- 7" vinyl French single cover

Single by Salvatore Adamo

from the album Adamo Volume 2
- Language: French
- A-side: "La Nuit"
- B-side: "Mauvais Garçon"
- Released: 1964
- Recorded: 1964
- Label: La Voix de son Maître
- Songwriter: Salvatore Adamo

= La Nuit (song) =

1964 single by Adamo

"La Nuit" (The Night) is a 1964 song by Belgian singer and composer of Italian ancestry Salvatore Adamo and one of his definitive songs besides "Tombe la neige" and "Inch'Allah". He simultaneously released an Italian language version as well under the title "La notte" and a Spanish version as "La noche". The French language "La Nuit" reached number 3 on the Belgian singles chart in 1964. In Spain, the song was interpreted by Raphael.

==Track listing==
Various single releases included different B-side tracks.

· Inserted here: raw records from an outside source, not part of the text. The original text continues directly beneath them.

//! Rank aggregation over candidate relay lists.
//!
//! Every source that suggests relays (follow lists, tag hints, defaults)
//! produces a best-first list. [`merge_hints`] folds any number of those
//! lists into one ranking that rewards agreement between sources first and
//! position within each source second.
//!
//! For a list of length `L`, the item at position `i` contributes
//! `1 / (i + 1) / L` to its URL's score and `1` to its count. The final
//! weight is
//!
//! ```text
//! weight = ln(lists / count) + ln(1 + exp(-score))
//! ```
//!
//! Smaller weights are better. The first term vanishes for a URL endorsed
//! by every list; the second shrinks as the URL is ranked higher.

use std::collections::HashMap;

use super::types::{CandidateList, HintRole};
use super::url::RelayUrl;

/// Accumulated score for one relay across all merged lists.
#[derive(Debug, Clone, Copy, PartialEq, Default)]
pub struct ScoredHint {
    /// Sum of the positional contributions.
    pub score: f64,
    /// Number of lists the relay appeared in.
    pub count: usize,
}

impl ScoredHint {
    /// Final weight of this hint when `lists` lists were merged.
    ///
    /// Smaller is better.
    #[must_use]
    #[allow(clippy::cast_precision_loss)]
    pub fn weight(&self, lists: usize) -> f64 {
        let agreement = (lists as f64 / self.count.max(1) as f64).ln();
        let rank = (-self.score).exp().ln_1p();
        agreement + rank
    }
}

/// Merges ranked candidate lists into one best-first list.
///
/// Ties keep first-encountered order, which is the earliest list and then
/// the earliest position within it.
///
/// # Example
///
/// ```
/// use outbox_core::relay::{merge_hints, CandidateList, HintRole, RelayUrl};
///
/// let x = RelayUrl::parse("wss://x.example.com").unwrap();
/// let y = RelayUrl::parse("wss://y.example.com").unwrap();
/// let z = RelayUrl::parse("wss://z.example.com").unwrap();
///
/// let merged = merge_hints(
///     &[
///         CandidateList::new(HintRole::AuthorWrite, vec![x.clone(), y.clone(), z.clone()]),
///         CandidateList::new(HintRole::TagHint, vec![x.clone(), z.clone(), y.clone()]),
///     ],
///     None,
/// );
/// assert_eq!(merged[0], x);
/// ```
#[must_use]
pub fn merge_hints(lists: &[CandidateList], limit: Option<usize>) -> Vec<RelayUrl> {
    let scored = score_hints(lists);
    let total = lists.len();

    let mut weighted: Vec<(f64, RelayUrl)> = scored
        .into_iter()
        .map(|(url, hint)| (hint.weight(total), url))
        .collect();

    // Stable sort keeps insertion order for equal weights.
    weighted.sort_by(|a, b| a.0.total_cmp(&b.0));

    weighted
        .into_iter()
        .map(|(_, url)| url)
        .take(limit.unwrap_or(usize::MAX))
        .collect()
}

/// Computes the raw score and count for every URL, in first-seen order.
#[must_use]
#[allow(clippy::cast_precision_loss)]
pub fn score_hints(lists: &[CandidateList]) -> Vec<(RelayUrl, ScoredHint)> {
    let mut order: Vec<RelayUrl> = Vec::new();
    let mut scores: HashMap<RelayUrl, ScoredHint> = HashMap::new();

    for list in lists {
        let len = list.urls.len() as f64;
        for (i, url) in list.urls.iter().enumerate() {
            let entry = scores.entry(url.clone()).or_insert_with(|| {
                order.push(url.clone());
                ScoredHint::default()
            });
            entry.score += 1.0 / (i as f64 + 1.0) / len;
            entry.count += 1;
        }
    }

    order
        .into_iter()
        .map(|url| {
            let hint = scores.get(&url).copied().unwrap_or_default();
            (url, hint)
        })
        .collect()
}

/// Builds one candidate list per input, all tagged with the same role.
#[must_use]
pub fn lists_for_role(role: HintRole, groups: Vec<Vec<RelayUrl>>) -> Vec<CandidateList> {
    groups
        .into_iter()
        .map(|urls| CandidateList::new(role, urls))
        .collect()
}
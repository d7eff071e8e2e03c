//! Events, thread references and mute rules.
//!
//! The routing and feed layers work on a transport-neutral [`Event`]: the
//! protocol fields plus the set of relays the event was observed on. Thread
//! structure is read from NIP-10 `e` tags by [`ThreadRefs`].
//!
//! # Example
//!
//! ```
//! use outbox_core::event::ThreadRefs;
//!
//! let refs = ThreadRefs::from_tags(&[]);
//! assert!(refs.parent.is_none());
//! ```

mod mute;
mod thread;
mod types;

#[cfg(test)]
pub(crate) mod test_support;

pub use mute::{MuteList, MutePredicate, NoMutes};
pub use thread::{EventRef, ThreadRefs};
pub use types::{DisplayEvent, Event, REACTION_KINDS};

One release included "Mauvais garçon" as a B-side and another "Le barbu sans barbe". The Belgian release included four tracks, "La Nuit", "Mauvais garçon", "Elle.." and "Petit Camarade".

== Charts ==

| Chart (1965–66) | Peak position |
|---|---|
| Argentina (CAPIF) | 6 |
| Belgium (Ultratop 50 Flanders) | 3 |
| Belgium (Ultratop 50 Wallonia) | 1 |
| France (IFOP) | 1 |
| Italy (Musica e dischi) | 2 |
| Netherlands (Dutch Top 40) | 18 |

==Other versions==
Le Grand Orchestre de Paul Mauriat recorded an instrumental version of the song, making it the opening track of his album Paul Mauriat Plays Standards.

Adamo re-released the song in 1993 with a new orchestra arrangement as part of his compilation album 30 ans featuring rearrangements of his biggest hits.

In 2008, Adamo performed it as a duo with Jeanne Cherhal and with Nolwenn Leroy in 2011. In 2013, he performed it as a duo with David Madi, a contestant and eventual winner of The Voice Belgique in season 2.

In 2010, the Italian female rock band Le Rivoltelle, for their debut single, chose to reinterpret the Italian version of Adamo's song. The cover recalls the atmosphere of the original, but is characterized by the very personal rock style with the typical imprint of Italian ska.

The song has been covered in many languages by a number of artists.